Erstaunlich ist, dass sich der Innenminister zu diesem Thema überhaupt nicht geäußert hat. Man sollte erwarten, dass er sich vor seine Polizei, nämlich die hervorragende Einrichtung des Wirtschaftskontrolldienstes, stellt. Ich habe von ihm kein Wort gehört,
Zugunsten eines vorsorgenden Verbraucherschutzes ist ein unabhängiger Wirtschaftskontrolldienst unabdingbar, der über einen Pool von fachkompetenten Chemikern, Veterinären und Medizinern verfügt, die nicht im Landratsamt angesiedelt sind.
Die Landesregierung – das möchte ich zusammenfassend feststellen – reagiert auf auftretende Probleme nach veraltetem Muster kurzfristig und punktuell, anstatt strategische Neuausrichtungen der Lebensmittelüberwachung zu diskutieren. Ich möchte Sie darum bitten, ein bisschen tiefer zu fassen, anstatt nur, was Sie jetzt vermutlich tun werden, die großartigen Leistungen des gegenwärtigen Systems zu preisen. Das haben Sie noch und noch getan. Das können wir auch alle nachlesen. Herr Minister, es wäre schön, wenn Sie uns einmal Ihre Perspektive erläutern würden.
Insofern ist dieses Thema, obwohl seine heutige Behandlung auf eine Große Anfrage vom letzten Sommer zurückgeht, immer wichtig.
Vielen Dank dem Minister und allen Mitarbeitern des Ministeriums für Ernährung und Ländlichen Raum für die umfassende und die, wie ich meine, auch qualifizierte Beantwortung der Anfrage.

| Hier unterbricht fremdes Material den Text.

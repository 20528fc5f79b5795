//! Scheduled repeating callbacks that drive playback.

use std::sync::{Arc, Mutex, PoisonError};
use std::time::Duration;
use tokio::time::{Instant, MissedTickBehavior};
use tokio_util::sync::CancellationToken;
use tracing::trace;

const LOG_TARGET: &str = "lectern::ticker";

/// Callback invoked on every tick
pub type TickFn = Arc<dyn Fn() + Send + Sync>;

/// A single repeating schedule.
///
/// Starting replaces any schedule already running, so there is never more than
/// one. After [`TickSource::stop`] returns no further callback is started.
pub trait TickSource: Send + Sync {
    /// Invoke `on_tick` every `interval`, first after one full interval.
    fn start(&self, interval: Duration, on_tick: TickFn);

    fn stop(&self);

    fn is_running(&self) -> bool;
}

/// [`TickSource`] backed by a tokio interval task.
#[derive(Debug, Default)]
pub struct TokioTicker {
    running: Mutex<Option<CancellationToken>>,
}

impl TokioTicker {
    #[must_use]
    pub fn new() -> Self {
        Self::default()
    }
}

impl TickSource for TokioTicker {
    fn start(&self, interval: Duration, on_tick: TickFn) {
        let token = CancellationToken::new();
        let previous = self
            .running
            .lock()
            .unwrap_or_else(PoisonError::into_inner)
            .replace(token.clone());
        if let Some(previous) = previous {
            previous.cancel();
        }

        trace!(target: LOG_TARGET, "Starting ticker every {:?}", interval);

        tokio::spawn(async move {
            let mut ticks = tokio::time::interval_at(Instant::now() + interval, interval);
            ticks.set_missed_tick_behavior(MissedTickBehavior::Delay);

            loop {
                tokio::select! {
                    biased;
                    () = token.cancelled() => break,
                    _ = ticks.tick() => on_tick(),
                }
            }
        });
    }

    fn stop(&self) {
        let running = self
            .running
            .lock()
            .unwrap_or_else(PoisonError::into_inner)
            .take();
        if let Some(token) = running {
            trace!(target: LOG_TARGET, "Stopping ticker");
            token.cancel();
        }
    }

    fn is_running(&self) -> bool {
        self.running
            .lock()
            .unwrap_or_else(PoisonError::into_inner)
            .as_ref()
            .is_some_and(|token| !token.is_cancelled())
    }
}

impl Drop for TokioTicker {
    fn drop(&mut self) {
        self.stop();
    }
}

#[cfg(test)]
mod tests {
    use super::*;
    use std::sync::atomic::{AtomicUsize, Ordering};

    fn counter() -> (Arc<AtomicUsize>, TickFn) {
        let count = Arc::new(AtomicUsize::new(0));
        let handle = Arc::clone(&count);
        let on_tick: TickFn = Arc::new(move || {
            handle.fetch_add(1, Ordering::SeqCst);
        });
        (count, on_tick)
    }

    #[tokio::test(start_paused = true)]
    async fn test_ticks_at_interval() {
        let ticker = TokioTicker::new();
        let (count, on_tick) = counter();

        ticker.start(Duration::from_millis(200), on_tick);
        assert!(ticker.is_running());

        tokio::time::sleep(Duration::from_millis(100)).await;
        assert_eq!(count.load(Ordering::SeqCst), 0);

        tokio::time::sleep(Duration::from_millis(1000)).await;
        assert_eq!(count.load(Ordering::SeqCst), 5);
    }

    #[tokio::test(start_paused = true)]
    async fn test_no_ticks_after_stop() {
        let ticker = TokioTicker::new();
        let (count, on_tick) = counter();

        ticker.start(Duration::from_millis(200), on_tick);
        tokio::time::sleep(Duration::from_millis(500)).await;
        ticker.stop();
        assert!(!ticker.is_running());

        let seen = count.load(Ordering::SeqCst);
        tokio::time::sleep(Duration::from_secs(2)).await;
        assert_eq!(count.load(Ordering::SeqCst), seen);
        assert_eq!(seen, 2);
    }

    #[tokio::test(start_paused = true)]
    async fn test_restart_replaces_schedule() {
        let ticker = TokioTicker::new();
        let (first, first_tick) = counter();
        let (second, second_tick) = counter();

        ticker.start(Duration::from_millis(200), first_tick);
        ticker.start(Duration::from_millis(200), second_tick);

        tokio::time::sleep(Duration::from_millis(1100)).await;
        assert_eq!(first.load(Ordering::SeqCst), 0);
        assert_eq!(second.load(Ordering::SeqCst), 5);
    }
}
//! Size-aware terms-and-conditions reduction.
//!
//! Large T&C attachments drown the extractor in legal boilerplate. Any
//! attachment at or above the size threshold whose filename looks like a
//! T&C document is reduced to a business-terms excerpt; everything else
//! — including large order PDFs — is preserved verbatim.

use std::sync::OnceLock;

use regex::Regex;

/// Reduction applies only at or above this many characters.
pub const TERMS_SIZE_THRESHOLD: usize = 10_000;

/// Upper bound for the produced excerpt.
pub const TERMS_EXCERPT_LIMIT: usize = 3_000;

fn terms_filename() -> &'static Regex {
    static RE: OnceLock<Regex> = OnceLock::new();
    // gesch*ftsbedingungen: umlaut, transliteration and OCR mangling.
    RE.get_or_init(|| {
        Regex::new(r"(?i)(terms|agb|conditions|gesch.{0,2}ftsbedingung)").unwrap()
    })
}

fn term_line() -> &'static Regex {
    static RE: OnceLock<Regex> = OnceLock::new();
    RE.get_or_init(|| {
        Regex::new(
            r"(?i)(payment\s+net|netto\s+kasse|zahlungsziel|incoterm|toleran|warrant|gewährleistung|discount|skonto|rabatt)",
        )
        .unwrap()
    })
}

fn section_head() -> &'static Regex {
    static RE: OnceLock<Regex> = OnceLock::new();
    RE.get_or_init(|| {
        Regex::new(
            r"(?i)^\s*(\d+[.)]\s*)?(payment|delivery|warranty|liability|zahlung|lieferung|gewährleistung|haftung)\b",
        )
        .unwrap()
    })
}

/// Whether an attachment qualifies for reduction.
pub fn is_reducible_terms(filename: &str, text_len: usize) -> bool {
    text_len >= TERMS_SIZE_THRESHOLD && terms_filename().is_match(filename)
}

/// Reduce a T&C document to its business-relevant excerpt: pattern lines
/// (payment net, incoterms, tolerances, warranty, discount) plus the
/// Payment/Delivery/Warranty/Liability headed sections, capped at
/// [`TERMS_EXCERPT_LIMIT`] characters.
pub fn extract_business_terms(text: &str) -> String {
    let lines: Vec<&str> = text.lines().collect();
    let mut keep = vec![false; lines.len()];

    for (idx, line) in lines.iter().enumerate() {
        if term_line().is_match(line) {
            keep[idx] = true;
        }
        if section_head().is_match(line) {
            keep[idx] = true;
            // Include the section body until a blank line or next head.
            for (offset, follow) in lines[idx + 1..].iter().enumerate() {
                if follow.trim().is_empty() || section_head().is_match(follow) {
                    break;
                }
                keep[idx + 1 + offset] = true;
            }
        }
    }

    let mut excerpt = String::new();
    for (idx, line) in lines.iter().enumerate() {
        if !keep[idx] {
            continue;
        }
        if excerpt.len() + line.len() + 1 > TERMS_EXCERPT_LIMIT {
            break;
        }
        excerpt.push_str(line.trim_end());
        excerpt.push('\n');
    }

    let excerpt = excerpt.trim().to_string();
    if excerpt.is_empty() {
        // Nothing pattern-shaped found; keep the head of the document.
        let mut head: String = text.chars().take(TERMS_EXCERPT_LIMIT).collect();
        if let Some(cut) = head.rfind('\n') {
            head.truncate(cut);
        }
        head
    } else {
        excerpt
    }
}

In der Begründung der Großen Anfrage der Fraktion der SPD wird darauf hingewiesen, dass eine gut funktionierende Lebensmittelüberwachung in der gesamten Kette der Lebensmittelproduktion wichtig sei. Das kann man nur unterstreichen. Ich bin froh, dass es in Baden-Württemberg eine so gut funktionierende Lebensmittelüberwachung gibt.
Verbraucherschutz, sehr geehrte Damen und Herren, gehört zu den Kernkompetenzen der Länder. Daher gilt es für die Länder, beim Bund mehr Entscheidungskompetenzen
in Bezug auf Bundes- und EU-Regelungen für die Durchführung der Lebensmittelüberwachung, die Schnellwarnung und die Optimierung der Datenübermittlung einzufordern.